Luck is when you roll 3 mods to CrtD and Dmg in one roll.
How do you know which mods are the right ones? It’ll vary heavily based on which gear and your individual setup, so our recommendation is check out an example build that is close to your setup to see which mods. For space weapons, the difference between [CrtD] and [Dmg], as well as [Pen] on crafted weapons, is generally within 1-2%, so either of those is fine.
How do you acquire all the salvage you’re going to need to re-engineer? Again, this is not a system we encourage new players to invest into, as the returns are very limited. However, we will still explain it with the note that this is NOT a new player system.
The third tab on the Upgrade/Salvage window is the salvage tab. From here, you can select items to break down into salvage. Double-click an item and confirm the choice to salvage it, earning some salvage and R&D materials. Higher mark and rarity items earn more salvage. Doing so means you can’t sell it to a vendor or otherwise obtain energy credits from it, and it is gone forever, which is why we encourage new players to simply sell their unwanted loot rather than salvaging it to help accrue some energy credits. You can also use the Salvage All Unprotected items button, which will clear the field of available items.
Salvage Screen
Reputations are a system that unlocks at level 50, though you might gain access to some of the resources used in reputations before then. Reputations are mini sub-factions that unlock access to powerful gear and traits in exchange for playing content around a specific adversary and completing projects similar to R&D to level up the sub-faction using resources earned from that content called Reputation Marks. This could be Task Force Operations, Open Worlds, or Patrols. Not many TFOs award a choice of any reputation marks, so choose accordingly to what you’re focusing on.

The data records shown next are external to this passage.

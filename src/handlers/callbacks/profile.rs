//! Profile view and the profile-edit wizard
//!
//! Two steps: pick a field, then type the new value. Cancel is available
//! from either step and commits nothing.

use teloxide::prelude::*;
use teloxide::types::{ChatId, InlineKeyboardButton, InlineKeyboardMarkup, Message};
use tracing::debug;

use crate::handlers::keyboards;
use crate::models::user::{ProfileField, UserPatch};
use crate::services::ServiceFactory;
use crate::state::{ConversationState, StateStorage};
use crate::utils::errors::Result;

const NOT_REGISTERED: &str = "❌ You are not registered yet!";

/// "My profile" menu button.
pub async fn show_profile(
    bot: Bot,
    chat_id: ChatId,
    user_id: i64,
    services: ServiceFactory,
) -> Result<()> {
    let Some(user) = services.storage.users.get(user_id).await else {
        bot.send_message(chat_id, NOT_REGISTERED)
            .reply_markup(keyboards::menu_reply())
            .await?;
        return Ok(());
    };

    let text = format!(
        "👤 Your profile:\n\n{}\n📅 Registered: {}",
        user.profile_text(),
        user.registered_at.format("%d-%m-%Y %H:%M"),
    );
    let keyboard = InlineKeyboardMarkup::new(vec![
        vec![InlineKeyboardButton::callback("✏️ Edit profile", "edit_profile")],
        vec![InlineKeyboardButton::callback("⬅️ Back", "menu")],
    ]);

    bot.send_message(chat_id, text).reply_markup(keyboard).await?;
    Ok(())
}

/// Enter the profile-edit wizard at the field-selection step.
pub async fn handle_edit_entry(
    bot: Bot,
    chat_id: ChatId,
    user_id: i64,
    services: ServiceFactory,
    state_storage: StateStorage,
) -> Result<()> {
    if services.storage.users.get(user_id).await.is_none() {
        bot.send_message(chat_id, NOT_REGISTERED)
            .reply_markup(keyboards::menu_reply())
            .await?;
        return Ok(());
    }

    bot.send_message(chat_id, "✏️ Choose a field to edit:")
        .reply_markup(keyboards::edit_fields())
        .await?;
    state_storage
        .set(user_id, ConversationState::ChoosingEditField)
        .await;
    Ok(())
}

/// Field picked; ask for the new value.
pub async fn handle_field_chosen(
    bot: Bot,
    chat_id: ChatId,
    user_id: i64,
    field_token: &str,
    state_storage: StateStorage,
) -> Result<()> {
    let Some(field) = ProfileField::parse(field_token) else {
        debug!(field = field_token, "Unknown edit field dropped");
        return Ok(());
    };

    bot.send_message(chat_id, format!("Enter a new value for {}:", field.prompt()))
        .reply_markup(keyboards::edit_cancel())
        .await?;
    state_storage
        .set(user_id, ConversationState::AwaitingFieldValue { field })
        .await;
    Ok(())
}

/// New value received; replace the field and report the updated profile.
pub async fn handle_new_value(
    bot: Bot,
    msg: Message,
    text: &str,
    field: ProfileField,
    services: ServiceFactory,
    state_storage: StateStorage,
) -> Result<()> {
    let Some(user) = msg.from.as_ref() else {
        return Ok(());
    };
    let user_id = user.id.0 as i64;
    let chat_id = msg.chat.id;

    let patch = UserPatch::single(field, text.to_string());
    let updated = services.storage.users.update(user_id, patch).await;

    if updated {
        match services.storage.users.get(user_id).await {
            Some(user) => {
                bot.send_message(
                    chat_id,
                    format!("✅ Profile updated!\n\n{}", user.profile_text()),
                )
                .reply_markup(keyboards::menu_reply())
                .await?;
            }
            None => {
                bot.send_message(chat_id, "✅ Profile updated.")
                    .reply_markup(keyboards::menu_reply())
                    .await?;
            }
        }
    } else {
        bot.send_message(chat_id, "❌ Error: user not found!")
            .reply_markup(keyboards::menu_reply())
            .await?;
    }

    state_storage.clear(user_id).await;
    Ok(())
}

/// Cancel from either edit step; commits nothing.
pub async fn handle_edit_cancel(
    bot: Bot,
    chat_id: ChatId,
    user_id: i64,
    state_storage: StateStorage,
) -> Result<()> {
    bot.send_message(chat_id, "Profile editing cancelled.")
        .reply_markup(keyboards::menu_reply())
        .await?;
    state_storage.clear(user_id).await;
    Ok(())
}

Leveling up Reputations and Fleet unlocks is basically the midgame of STO, as more and more endgame systems are unlocked and emphasis on progression in gameplay shifts away from missions and more into Task Force Operations (see 8.2).
Through playing Events (see 8.3), it’s possible to unlock reputations even as early as level 8.
Reputations are accessed by pressing “U” and navigating to the Reputation tab at the top right.
At early levels, only the retired “Events” reputation is available until level 50.
The most efficient way to progress a reputation is to slot a daily project, awarding 2,500 experience per 20 hours. Reputations max out at 250,000 experience, so for your first time, you’ll need 70 days to complete the Reputation to Tier VI just using dailies since the amount increases after Tier V. If you want to go faster, you can slot hourly projects which award 200 additional reputation experience, but you’ll have to do this frequently and burn a lot more marks to appreciably accelerate the grind. At each level-up breakpoint, you’ll need to slot and complete a 5 second project to rank up the Reputation in the “Upgrades Available” before you can slot more dailies, and new traits/items will become available at each tier.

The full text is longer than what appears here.